Sometimes, I feel like I’m cheating the system when I find a neat way to use something that Tableau has to offer. Other times, I feel like a genius for doing an end run around them. Is that bad? Well, either way, I’m here to show you how to use Measure Names and Measure Values to solve a couple of formatting conundrums, and I hope they make you as happy as they’ve made me!
Single-Column Headers – Dance with The One Who Brung Ya
Imagine you’ve been tasked with creating a very simple chart that shows you sales by Category in tabular form. One text table to go, please! Using Superstore Sales as our data source, here’s what we get:
All’s well and good, except we note that with only one measure in the view, there is a distinct lack of column header. Ugh. The science behind that speaks to the difference between blue and green fields, and how Tableau handles them. Green fields are continuous, and as such, they give you an axis and a Marks card. Blue fields, by contrast, are discrete. They will always and forever give you a column/row header in your view. (You can hide or show this header if the situation calls for it, but it’s “there” nonetheless.)
So, how do you get a green field to give you a column header when that’s something only blue fields are supposed to do? Use Measure Names and Measure Values! Measure Names is a dimension, the members of which are the names of all measures in your data source, including any calculated fields you might have added (BONUS!). Measure Values is the corresponding placeholder that represents the measures that you want to use in the view.
Even though we only have a single measure in our view above, we can still take advantage of MN/MV (< -- That’s “cool kid” speak for Measure Names/Measure Values) to get us what we want. Here’s what you do:
- Bring your dimension(s) into the view, whatever it is you want to break your measure down by. In my example above, I used Category from Superstore Sales.xls, which is a data set that ships with Tableau.
- Bring Measure Names to the Filters shelf and choose the single measure you want to include in your view:
- Next, take Measure Values and bring it onto Text on the Marks card:
This puts the values of your Sales field, the measure that I selected in the Measure Names filter, into the view with a Mark Type of text.
- To add the column header, bring in Measure Names again, placing it on the Columns shelf. You’ll need to either hold down the CTRL key and click-and-drag Measure Names from the Filters shelf, or click another copy of Measure Names from the Data window and drag it in:
BAZINGA! We have our single-measure column header. Say that ten times fast while hopping on one foot. I dare you.
But Wait, There’s More!
Another small annoyance with single measure views is that it’s not easy to color your marks using a custom color palette (for more information on how to create a custom color palette, click here). When you bring a single measure into a view, like in a bar chart for example, Tableau will always go with a default blue color:
I’m totally OK with that because blue’s my favorite color. But if you’re dealing with a client who has a specific shade of blue that you want to use, or your marketing department has provided you with specific RGB or Hex color values that you need, then default Tableau blue is not your friend.

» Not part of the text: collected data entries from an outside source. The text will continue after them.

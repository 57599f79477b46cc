//! Sequence inference backends.
//!
//! A backend takes a raw (unnormalized) window and returns the model
//! probability. Normalization happens on the model side of the boundary, so
//! the in-process and out-of-process backends see identical inputs.

use std::process::Stdio;
use std::sync::Arc;

use async_trait::async_trait;
use crowdwatch_models::{WindowResponse, WindowResponseError};
use tokio::io::AsyncWriteExt;
use tokio::process::Command;
use tracing::debug;

use crate::error::{InferenceError, InferenceResult};
use crate::model::{check_probability, SequenceModel};
use crate::normalize::Normalizer;
use crate::window::SlidingWindow;

#[async_trait]
pub trait SequenceBackend: Send + Sync {
    fn name(&self) -> &'static str;

    /// Panic probability of a raw window.
    async fn predict(&self, window: &SlidingWindow) -> InferenceResult<f64>;
}

/// In-process model, run on the blocking pool.
pub struct LocalBackend {
    model: Arc<dyn SequenceModel>,
    normalizer: Normalizer,
}

impl LocalBackend {
    pub fn new(model: Arc<dyn SequenceModel>, normalizer: Normalizer) -> Self {
        Self { model, normalizer }
    }
}

#[async_trait]
impl SequenceBackend for LocalBackend {
    fn name(&self) -> &'static str {
        "onnx"
    }

    async fn predict(&self, window: &SlidingWindow) -> InferenceResult<f64> {
        let normalized = self.normalizer.normalize(window)?;
        let model = Arc::clone(&self.model);
        tokio::task::spawn_blocking(move || model.predict(&normalized))
            .await
            .map_err(|e| InferenceError::numeric(format!("inference task failed: {e}")))?
    }
}

/// Out-of-process worker speaking the windowed-inference JSON protocol:
/// request on stdin, answer on stdout, safe default on stderr with a
/// non-zero exit status.
#[derive(Debug, Clone)]
pub struct ProcessBackend {
    program: String,
    args: Vec<String>,
}

impl ProcessBackend {
    pub fn new<I, S>(program: impl Into<String>, args: I) -> Self
    where
        I: IntoIterator<Item = S>,
        S: Into<String>,
    {
        Self {
            program: program.into(),
            args: args.into_iter().map(Into::into).collect(),
        }
    }

    /// Split a command line on whitespace into program and arguments.
    pub fn from_command_line(command: &str) -> InferenceResult<Self> {
        let mut parts = command.split_whitespace();
        let program = parts
            .next()
            .ok_or_else(|| InferenceError::config("empty inference worker command"))?;
        Ok(Self::new(program, parts))
    }

    pub fn program(&self) -> &str {
        &self.program
    }
}

#[async_trait]
impl SequenceBackend for ProcessBackend {
    fn name(&self) -> &'static str {
        "process"
    }

    async fn predict(&self, window: &SlidingWindow) -> InferenceResult<f64> {
        let payload = serde_json::to_vec(&window.to_request())?;

        let mut child = Command::new(&self.program)
            .args(&self.args)
            .stdin(Stdio::piped())
            .stdout(Stdio::piped())
            .stderr(Stdio::piped())
            .kill_on_drop(true)
            .spawn()
            .map_err(|e| InferenceError::process(format!("failed to start {}: {e}", self.program)))?;

        if let Some(mut stdin) = child.stdin.take() {
            // a worker may exit before reading its input; its answer decides
            if let Err(e) = stdin.write_all(&payload).await {
                if e.kind() != std::io::ErrorKind::BrokenPipe {
                    return Err(e.into());
                }
            }
        }

        let output = child.wait_with_output().await?;
        if !output.status.success() {
            let stderr = String::from_utf8_lossy(&output.stderr);
            let reason = last_json_line(&stderr)
                .and_then(|line| serde_json::from_str::<WindowResponseError>(line).ok())
                .map(|e| e.error)
                .unwrap_or_else(|| format!("worker exited with {}", output.status));
            return Err(InferenceError::process(reason));
        }

        let stdout = String::from_utf8_lossy(&output.stdout);
        let line = last_json_line(&stdout)
            .ok_or_else(|| InferenceError::process("worker produced no answer"))?;
        let response: WindowResponse = serde_json::from_str(line)?;
        debug!(
            confidence = response.confidence,
            panic = response.panic_detected,
            "Inference worker answered"
        );
        check_probability(response.confidence)
    }
}

/// Last non-empty line that looks like a JSON object.
fn last_json_line(text: &str) -> Option<&str> {
    text.lines()
        .map(str::trim)
        .filter(|l| l.starts_with('{'))
        .last()
}

/// Backend used when no sequence model is available: every call fails and
/// the classifier answers with its safe default.
#[derive(Debug, Clone)]
pub struct UnavailableBackend {
    reason: String,
}

impl UnavailableBackend {
    pub fn new(reason: impl Into<String>) -> Self {
        Self {
            reason: reason.into(),
        }
    }
}

#[async_trait]
impl SequenceBackend for UnavailableBackend {
    fn name(&self) -> &'static str {
        "none"
    }

    async fn predict(&self, _window: &SlidingWindow) -> InferenceResult<f64> {
        Err(InferenceError::model_unavailable(self.reason.clone()))
    }
}

#[cfg(test)]
mod tests {
    use super::*;
    use crate::normalize::NormalizedWindow;
    use crowdwatch_models::FeatureVector;

    /// Returns the sigmoid of the last normalized motion value.
    struct LastStepModel;

    impl SequenceModel for LastStepModel {
        fn window_size(&self) -> usize {
            3
        }

        fn predict(&self, window: &NormalizedWindow) -> InferenceResult<f64> {
            let last = window.data()[[window.len() - 1, 0]] as f64;
            Ok(1.0 / (1.0 + (-last).exp()))
        }
    }

    fn window(values: &[f64]) -> SlidingWindow {
        SlidingWindow::new(
            values
                .iter()
                .enumerate()
                .map(|(t, e)| FeatureVector::new(t as u64, *e, 0.0))
                .collect(),
        )
    }

    #[tokio::test]
    async fn test_local_backend_normalizes_before_model() {
        let backend = LocalBackend::new(Arc::new(LastStepModel), Normalizer::default());
        let rising = backend.predict(&window(&[0.0, 0.0, 9.0])).await.unwrap();
        let flat = backend.predict(&window(&[5.0, 5.0, 5.0])).await.unwrap();
        assert!(rising > 0.5);
        assert!((flat - 0.5).abs() < 1e-6);
    }

    #[tokio::test]
    async fn test_unavailable_backend_fails() {
        let backend = UnavailableBackend::new("no weights");
        assert!(matches!(
            backend.predict(&window(&[1.0])).await,
            Err(InferenceError::ModelUnavailable(_))
        ));
    }

    #[test]
    fn test_command_line_split() {
        let backend = ProcessBackend::from_command_line("crowdwatch-infer --model m.onnx").unwrap();
        assert_eq!(backend.program(), "crowdwatch-infer");
        assert_eq!(backend.args, vec!["--model", "m.onnx"]);
        assert!(ProcessBackend::from_command_line("  ").is_err());
    }

    #[test]
    fn test_last_json_line_skips_log_noise() {
        let text = "WARN something\n{\"a\":1}\n\n";
        assert_eq!(last_json_line(text), Some("{\"a\":1}"));
        assert_eq!(last_json_line("plain"), None);
    }
}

We could change it to our custom color by clicking the Color button on the Marks Card, but we don’t get the Edit Colors dialog that allows us to choose a new palette. Instead, we get this:
The odds of the color you need being in that little list are slim. So, you have to click More colors… Then we get a bigger set of options, and we can even input the RGB or Hex values that our marketing folks have provided:
All good news, but there again, it falls short of giving me the Edit Colors button that I can click to see my custom color palettes and choose one.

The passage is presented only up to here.